Kinetic Heterogeneities at Dynamical Crossovers

TL;DR

This study uses molecular dynamics simulations to analyze kinetic heterogeneities in a glass-forming liquid, revealing two types of dynamical crossovers unrelated to imminent glass or jamming transitions.

Contribution

It introduces a method to measure kinetic heterogeneities across different length and time scales and identifies two distinct dynamical crossovers near the glass transition.

Findings

Two types of maxima in dynamic susceptibility are identified.

Kinetic heterogeneities are not necessarily linked to glass or jamming transitions.
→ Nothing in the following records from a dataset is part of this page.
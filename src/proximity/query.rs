use serde::Serialize;

use crate::geo::BroadCoordinate;

/// 消息查询请求，在边界层解析一次后整体传入引擎
#[derive(Debug, Clone, PartialEq)]
pub enum MessageQuery {
    All,
    ById(String),
    ByBucket(BroadCoordinate),
    /// 桶 + 距创建时间的秒数窗口
    ByBucketAndTime(BroadCoordinate, f64),
}

/// 用户查询请求，时间窗口作用于 `last_updated`
#[derive(Debug, Clone, PartialEq)]
pub enum UserQuery {
    All,
    ById(String),
    ByBucket(BroadCoordinate),
    ByBucketAndTime(BroadCoordinate, f64),
}

impl MessageQuery {
    pub fn is_bucket_query(&self) -> bool {
        matches!(self, MessageQuery::ByBucket(_) | MessageQuery::ByBucketAndTime(..))
    }
}

impl UserQuery {
    pub fn is_bucket_query(&self) -> bool {
        matches!(self, UserQuery::ByBucket(_) | UserQuery::ByBucketAndTime(..))
    }
}

/// 查询结果：按ID查询得到单条记录，其余得到列表（可能为空）
#[derive(Debug, Clone, PartialEq, Serialize)]
#[serde(untagged)]
pub enum QueryOutput<T> {
    One(T),
    Many(Vec<T>),
}

impl<T> QueryOutput<T> {
    /// 空列表；单条记录永远不为空
    pub fn is_empty(&self) -> bool {
        match self {
            QueryOutput::One(_) => false,
            QueryOutput::Many(records) => records.is_empty(),
        }
    }

    pub fn map<U>(self, f: impl Fn(T) -> U) -> QueryOutput<U> {
        match self {
            QueryOutput::One(record) => QueryOutput::One(f(record)),
            QueryOutput::Many(records) => QueryOutput::Many(records.into_iter().map(f).collect()),
        }
    }
}

#[cfg(test)]
mod tests {
    use super::*;

    #[test]
    fn test_bucket_query_kinds() {
        let bucket = BroadCoordinate { latitude: 1.0, longitude: 2.0 };
        assert!(MessageQuery::ByBucket(bucket).is_bucket_query());
        assert!(MessageQuery::ByBucketAndTime(bucket, 5.0).is_bucket_query());
        assert!(!MessageQuery::All.is_bucket_query());
        assert!(!MessageQuery::ById("m1".into()).is_bucket_query());

        assert!(UserQuery::ByBucketAndTime(bucket, 5.0).is_bucket_query());
        assert!(!UserQuery::All.is_bucket_query());
    }
}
Crossovers in dynamical behavior are associated with these maxima.

Abstract

We perform molecular dynamics simulations of a model glass-forming liquid to measure the size of kinetic heterogeneities, using a dynamic susceptibility $\chi_{\rm ss}(a, t)$ that quantifies the number of particles whose dynamics are correlated on the length scale $a$ and time scale $t$. By measuring $\chi_{\rm ss}(a, t)$ as a function of both $a$ and $t$, we locate local maxima $\chi^\star$ at distances $a^\star$ and times $t^\star$. Near the dynamical glass transition, we find two types of maxima, both correlated with crossovers in the dynamical behavior: a smaller maximum corresponding to the crossover from ballistic to sub-diffusive motion, and a larger maximum corresponding to the crossover from sub-diffusive to diffusive motion. Our results indicate that kinetic heterogeneities are not necessarily signatures of an impending glass or jamming transition.